Collected data

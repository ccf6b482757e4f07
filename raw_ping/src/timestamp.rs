use std::time::{Duration, SystemTime, UNIX_EPOCH};

use crate::ping::message::DecodeError;

/// Size in bytes of an encoded timestamp.
pub const TIMESTAMP_LEN: usize = 8;

/// A point in time as the number of nanoseconds elapsed since the unix epoch.
///
/// Echo probes carry it big-endian at the start of their payload so the round
/// trip time can be computed from the reply alone.
#[derive(Debug, Clone, Copy, PartialEq, Eq, PartialOrd, Ord, Hash)]
pub struct Timestamp(i64);

impl Timestamp {
    pub fn now() -> Self {
        Self::from_system_time(SystemTime::now())
    }

    pub fn from_nanos(nanos: i64) -> Self {
        Self(nanos)
    }

    pub fn as_nanos(self) -> i64 {
        self.0
    }

    /// Saturates at the bounds of `i64` nanoseconds (roughly year 1677 to 2262).
    pub fn from_system_time(time: SystemTime) -> Self {
        let nanos = match time.duration_since(UNIX_EPOCH) {
            Ok(after) => i64::try_from(after.as_nanos()).unwrap_or(i64::MAX),
            Err(e) => i64::try_from(e.duration().as_nanos())
                .map(|n| -n)
                .unwrap_or(i64::MIN),
        };
        Self(nanos)
    }

    pub fn to_system_time(self) -> SystemTime {
        let offset = Duration::from_nanos(self.0.unsigned_abs());
        if self.0 >= 0 {
            UNIX_EPOCH + offset
        } else {
            UNIX_EPOCH - offset
        }
    }

    pub fn encode(self) -> [u8; TIMESTAMP_LEN] {
        self.0.to_be_bytes()
    }

    /// Reads a timestamp from the first 8 bytes of `data`. Trailing bytes are ignored.
    pub fn decode(data: &[u8]) -> Result<Self, DecodeError> {
        let bytes: [u8; TIMESTAMP_LEN] = data
            .get(..TIMESTAMP_LEN)
            .and_then(|b| b.try_into().ok())
            .ok_or(DecodeError::Truncated {
                what: "timestamp",
                expected: TIMESTAMP_LEN,
                actual: data.len(),
            })?;
        Ok(Self(i64::from_be_bytes(bytes)))
    }

    /// Time elapsed between `self` and `later`, clamped at zero when the clock went backwards.
    pub fn elapsed_until(self, later: SystemTime) -> Duration {
        later
            .duration_since(self.to_system_time())
            .unwrap_or(Duration::ZERO)
    }
}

WHAT YOU HAVE TO DO – Your task is to repeat the data exactly, with nothing left out.

RESULT OF THE TASK –
repository ccf6b482757e4f07
filename raw_ping/src/timestamp.rs
use std::time::{Duration, SystemTime, UNIX_EPOCH};

use crate::ping::message::DecodeError;

/// Size in bytes of an encoded timestamp.
pub const TIMESTAMP_LEN: usize = 8;

/// A point in time as the number of nanoseconds elapsed since the unix epoch.
///
/// Echo probes carry it big-endian at the start of their payload so the round
/// trip time can be computed from the reply alone.
#[derive(Debug, Clone, Copy, PartialEq, Eq, PartialOrd, Ord, Hash)]
pub struct Timestamp(i64);

impl Timestamp {
    pub fn now() -> Self {
        Self::from_system_time(SystemTime::now())
    }

    pub fn from_nanos(nanos: i64) -> Self {
        Self(nanos)
    }

    pub fn as_nanos(self) -> i64 {
        self.0
    }

    /// Saturates at the bounds of `i64` nanoseconds (roughly year 1677 to 2262).
    pub fn from_system_time(time: SystemTime) -> Self {
        let nanos = match time.duration_since(UNIX_EPOCH) {
            Ok(after) => i64::try_from(after.as_nanos()).unwrap_or(i64::MAX),
            Err(e) => i64::try_from(e.duration().as_nanos())
                .map(|n| -n)
                .unwrap_or(i64::MIN),
        };
        Self(nanos)
    }

    pub fn to_system_time(self) -> SystemTime {
        let offset = Duration::from_nanos(self.0.unsigned_abs());
        if self.0 >= 0 {
            UNIX_EPOCH + offset
        } else {
            UNIX_EPOCH - offset
        }
    }

    pub fn encode(self) -> [u8; TIMESTAMP_LEN] {
        self.0.to_be_bytes()
    }

    /// Reads a timestamp from the first 8 bytes of `data`. Trailing bytes are ignored.
    pub fn decode(data: &[u8]) -> Result<Self, DecodeError> {
        let bytes: [u8; TIMESTAMP_LEN] = data
            .get(..TIMESTAMP_LEN)
            .and_then(|b| b.try_into().ok())
            .ok_or(DecodeError::Truncated {
                what: "timestamp",
                expected: TIMESTAMP_LEN,
                actual: data.len(),
            })?;
        Ok(Self(i64::from_be_bytes(bytes)))
    }

    /// Time elapsed between `self` and `later`, clamped at zero when the clock went backwards.
    pub fn elapsed_until(self, later: SystemTime) -> Duration {
        later
            .duration_since(self.to_system_time())
            .unwrap_or(Duration::ZERO)
    }
}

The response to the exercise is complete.